Exercise → Which lines run from the line with "let state = CycleState::new(6);" through the line with "filename src/config.rs" in the entries below? Print them exactly, both ends included, and nothing more.

Supplied entries: Begin

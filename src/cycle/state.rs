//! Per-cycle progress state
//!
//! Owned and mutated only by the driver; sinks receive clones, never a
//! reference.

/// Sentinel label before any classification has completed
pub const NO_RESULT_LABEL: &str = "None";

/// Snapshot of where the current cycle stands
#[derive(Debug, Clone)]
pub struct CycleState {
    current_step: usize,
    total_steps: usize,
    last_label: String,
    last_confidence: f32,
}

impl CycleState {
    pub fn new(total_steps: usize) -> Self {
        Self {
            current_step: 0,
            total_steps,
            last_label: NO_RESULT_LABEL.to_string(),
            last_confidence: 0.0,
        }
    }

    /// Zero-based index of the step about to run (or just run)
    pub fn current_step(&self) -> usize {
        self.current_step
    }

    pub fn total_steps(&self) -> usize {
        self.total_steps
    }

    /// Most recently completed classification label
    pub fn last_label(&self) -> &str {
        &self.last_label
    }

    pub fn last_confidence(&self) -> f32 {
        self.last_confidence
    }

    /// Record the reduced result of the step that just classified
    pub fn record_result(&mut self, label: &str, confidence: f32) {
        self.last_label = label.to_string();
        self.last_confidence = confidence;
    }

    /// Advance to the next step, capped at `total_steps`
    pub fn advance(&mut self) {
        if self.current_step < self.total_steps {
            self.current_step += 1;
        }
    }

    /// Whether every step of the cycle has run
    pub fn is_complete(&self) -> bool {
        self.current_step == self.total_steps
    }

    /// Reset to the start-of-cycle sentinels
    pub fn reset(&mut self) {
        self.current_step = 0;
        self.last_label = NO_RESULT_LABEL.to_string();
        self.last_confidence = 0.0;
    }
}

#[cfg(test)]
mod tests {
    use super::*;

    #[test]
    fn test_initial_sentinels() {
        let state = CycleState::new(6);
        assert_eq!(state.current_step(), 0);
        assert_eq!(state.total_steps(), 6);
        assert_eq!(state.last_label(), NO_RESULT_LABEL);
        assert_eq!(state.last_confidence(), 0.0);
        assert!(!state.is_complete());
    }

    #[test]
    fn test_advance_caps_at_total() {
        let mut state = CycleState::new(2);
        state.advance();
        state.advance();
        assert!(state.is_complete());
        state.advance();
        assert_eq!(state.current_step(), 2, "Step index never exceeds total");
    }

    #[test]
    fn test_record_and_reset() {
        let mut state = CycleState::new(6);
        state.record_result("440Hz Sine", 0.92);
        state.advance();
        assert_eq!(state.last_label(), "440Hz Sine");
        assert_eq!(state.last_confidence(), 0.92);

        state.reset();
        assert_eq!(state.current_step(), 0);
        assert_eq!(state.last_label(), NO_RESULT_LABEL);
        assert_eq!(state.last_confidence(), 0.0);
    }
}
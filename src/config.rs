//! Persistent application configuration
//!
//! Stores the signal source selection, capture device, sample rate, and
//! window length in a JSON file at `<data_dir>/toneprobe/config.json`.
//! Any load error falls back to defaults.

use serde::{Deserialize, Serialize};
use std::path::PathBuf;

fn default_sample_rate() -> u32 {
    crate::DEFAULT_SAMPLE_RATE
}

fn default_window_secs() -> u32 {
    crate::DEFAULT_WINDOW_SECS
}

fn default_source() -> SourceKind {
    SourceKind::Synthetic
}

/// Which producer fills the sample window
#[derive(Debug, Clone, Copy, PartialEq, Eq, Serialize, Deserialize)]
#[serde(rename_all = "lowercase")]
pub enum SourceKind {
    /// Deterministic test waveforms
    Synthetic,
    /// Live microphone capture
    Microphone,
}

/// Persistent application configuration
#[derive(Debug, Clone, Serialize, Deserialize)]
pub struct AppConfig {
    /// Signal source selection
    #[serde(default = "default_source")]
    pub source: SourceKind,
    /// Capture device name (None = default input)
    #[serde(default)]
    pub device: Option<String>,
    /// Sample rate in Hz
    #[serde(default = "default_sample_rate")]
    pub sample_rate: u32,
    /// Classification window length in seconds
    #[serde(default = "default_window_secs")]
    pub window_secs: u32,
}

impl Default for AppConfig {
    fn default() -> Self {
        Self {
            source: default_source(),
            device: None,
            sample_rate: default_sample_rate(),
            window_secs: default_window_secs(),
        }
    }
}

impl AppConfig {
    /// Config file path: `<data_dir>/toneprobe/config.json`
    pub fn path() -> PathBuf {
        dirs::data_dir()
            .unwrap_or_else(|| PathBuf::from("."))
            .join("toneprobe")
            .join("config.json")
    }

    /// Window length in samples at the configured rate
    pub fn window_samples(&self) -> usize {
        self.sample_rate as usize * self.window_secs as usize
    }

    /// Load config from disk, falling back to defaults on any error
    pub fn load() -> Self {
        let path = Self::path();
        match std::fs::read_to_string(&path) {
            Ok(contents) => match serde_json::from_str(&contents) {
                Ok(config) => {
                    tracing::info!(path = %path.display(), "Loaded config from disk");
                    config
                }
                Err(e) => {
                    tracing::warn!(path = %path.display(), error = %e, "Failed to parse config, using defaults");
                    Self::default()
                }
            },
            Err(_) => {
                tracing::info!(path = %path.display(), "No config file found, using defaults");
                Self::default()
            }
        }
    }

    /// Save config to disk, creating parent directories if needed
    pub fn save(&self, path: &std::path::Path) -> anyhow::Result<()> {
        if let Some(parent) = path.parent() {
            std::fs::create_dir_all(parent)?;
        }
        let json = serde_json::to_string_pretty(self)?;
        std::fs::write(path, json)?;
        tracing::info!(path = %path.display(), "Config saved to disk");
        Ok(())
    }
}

Supplied entries: End
Supplied entries: Begin

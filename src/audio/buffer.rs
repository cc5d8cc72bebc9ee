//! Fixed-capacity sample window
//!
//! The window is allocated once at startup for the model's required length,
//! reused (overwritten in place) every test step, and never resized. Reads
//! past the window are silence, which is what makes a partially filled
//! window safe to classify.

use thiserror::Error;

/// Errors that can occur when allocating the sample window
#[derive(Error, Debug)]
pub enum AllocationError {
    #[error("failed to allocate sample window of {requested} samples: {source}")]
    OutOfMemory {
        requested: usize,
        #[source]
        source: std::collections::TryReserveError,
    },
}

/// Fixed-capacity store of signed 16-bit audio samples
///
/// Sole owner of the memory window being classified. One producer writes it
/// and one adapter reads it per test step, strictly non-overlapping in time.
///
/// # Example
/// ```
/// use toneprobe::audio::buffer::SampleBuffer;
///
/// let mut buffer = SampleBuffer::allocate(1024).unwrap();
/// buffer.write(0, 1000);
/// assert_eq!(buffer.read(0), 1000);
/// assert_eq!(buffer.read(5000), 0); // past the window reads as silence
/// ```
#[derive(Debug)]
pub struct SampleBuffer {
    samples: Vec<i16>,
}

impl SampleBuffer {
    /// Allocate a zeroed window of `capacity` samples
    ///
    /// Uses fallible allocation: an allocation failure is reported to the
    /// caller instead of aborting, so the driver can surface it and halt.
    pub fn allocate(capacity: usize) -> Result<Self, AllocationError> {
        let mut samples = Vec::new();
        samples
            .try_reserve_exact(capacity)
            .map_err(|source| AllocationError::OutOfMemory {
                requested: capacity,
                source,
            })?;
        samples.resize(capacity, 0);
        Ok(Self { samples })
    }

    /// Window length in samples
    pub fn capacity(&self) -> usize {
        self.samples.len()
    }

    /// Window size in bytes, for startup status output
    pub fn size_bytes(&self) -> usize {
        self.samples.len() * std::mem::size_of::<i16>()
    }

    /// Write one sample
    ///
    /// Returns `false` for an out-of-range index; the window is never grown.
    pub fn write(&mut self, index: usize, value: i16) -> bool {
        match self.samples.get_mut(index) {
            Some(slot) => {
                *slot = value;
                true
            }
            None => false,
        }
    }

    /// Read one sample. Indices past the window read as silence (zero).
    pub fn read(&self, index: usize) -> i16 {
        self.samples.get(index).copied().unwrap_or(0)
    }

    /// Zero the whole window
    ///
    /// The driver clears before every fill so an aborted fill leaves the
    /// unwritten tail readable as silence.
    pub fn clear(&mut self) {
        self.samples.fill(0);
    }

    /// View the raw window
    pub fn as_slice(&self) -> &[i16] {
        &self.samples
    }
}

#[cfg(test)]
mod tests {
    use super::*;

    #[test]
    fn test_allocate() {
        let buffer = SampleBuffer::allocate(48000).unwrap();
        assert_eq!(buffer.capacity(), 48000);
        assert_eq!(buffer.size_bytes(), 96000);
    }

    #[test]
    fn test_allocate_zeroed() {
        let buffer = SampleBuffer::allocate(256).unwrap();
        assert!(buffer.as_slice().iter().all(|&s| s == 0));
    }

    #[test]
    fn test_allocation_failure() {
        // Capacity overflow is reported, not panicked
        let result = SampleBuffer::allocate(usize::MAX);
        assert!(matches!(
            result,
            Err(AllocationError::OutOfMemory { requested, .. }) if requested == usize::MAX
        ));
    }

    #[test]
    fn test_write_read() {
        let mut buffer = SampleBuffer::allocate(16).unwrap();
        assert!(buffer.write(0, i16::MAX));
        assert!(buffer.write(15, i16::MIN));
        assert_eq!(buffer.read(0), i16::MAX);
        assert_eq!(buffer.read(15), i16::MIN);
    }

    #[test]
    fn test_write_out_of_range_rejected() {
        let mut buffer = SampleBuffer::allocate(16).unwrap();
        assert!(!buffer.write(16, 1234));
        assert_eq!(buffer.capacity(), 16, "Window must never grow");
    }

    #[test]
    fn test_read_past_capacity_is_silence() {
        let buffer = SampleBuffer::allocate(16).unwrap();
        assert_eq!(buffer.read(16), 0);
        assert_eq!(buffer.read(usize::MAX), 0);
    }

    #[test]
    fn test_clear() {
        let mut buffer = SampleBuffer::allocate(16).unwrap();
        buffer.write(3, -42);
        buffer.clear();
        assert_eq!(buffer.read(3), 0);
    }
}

Supplied entries: End

Solution for this task →
        let state = CycleState::new(6);
        assert_eq!(state.current_step(), 0);
        assert_eq!(state.total_steps(), 6);
        assert_eq!(state.last_label(), NO_RESULT_LABEL);
        assert_eq!(state.last_confidence(), 0.0);
        assert!(!state.is_complete());
    }

    #[test]
    fn test_advance_caps_at_total() {
        let mut state = CycleState::new(2);
        state.advance();
        state.advance();
        assert!(state.is_complete());
        state.advance();
        assert_eq!(state.current_step(), 2, "Step index never exceeds total");
    }

    #[test]
    fn test_record_and_reset() {
        let mut state = CycleState::new(6);
        state.record_result("440Hz Sine", 0.92);
        state.advance();
        assert_eq!(state.last_label(), "440Hz Sine");
        assert_eq!(state.last_confidence(), 0.92);

        state.reset();
        assert_eq!(state.current_step(), 0);
        assert_eq!(state.last_label(), NO_RESULT_LABEL);
        assert_eq!(state.last_confidence(), 0.0);
    }
}
filename src/config.rs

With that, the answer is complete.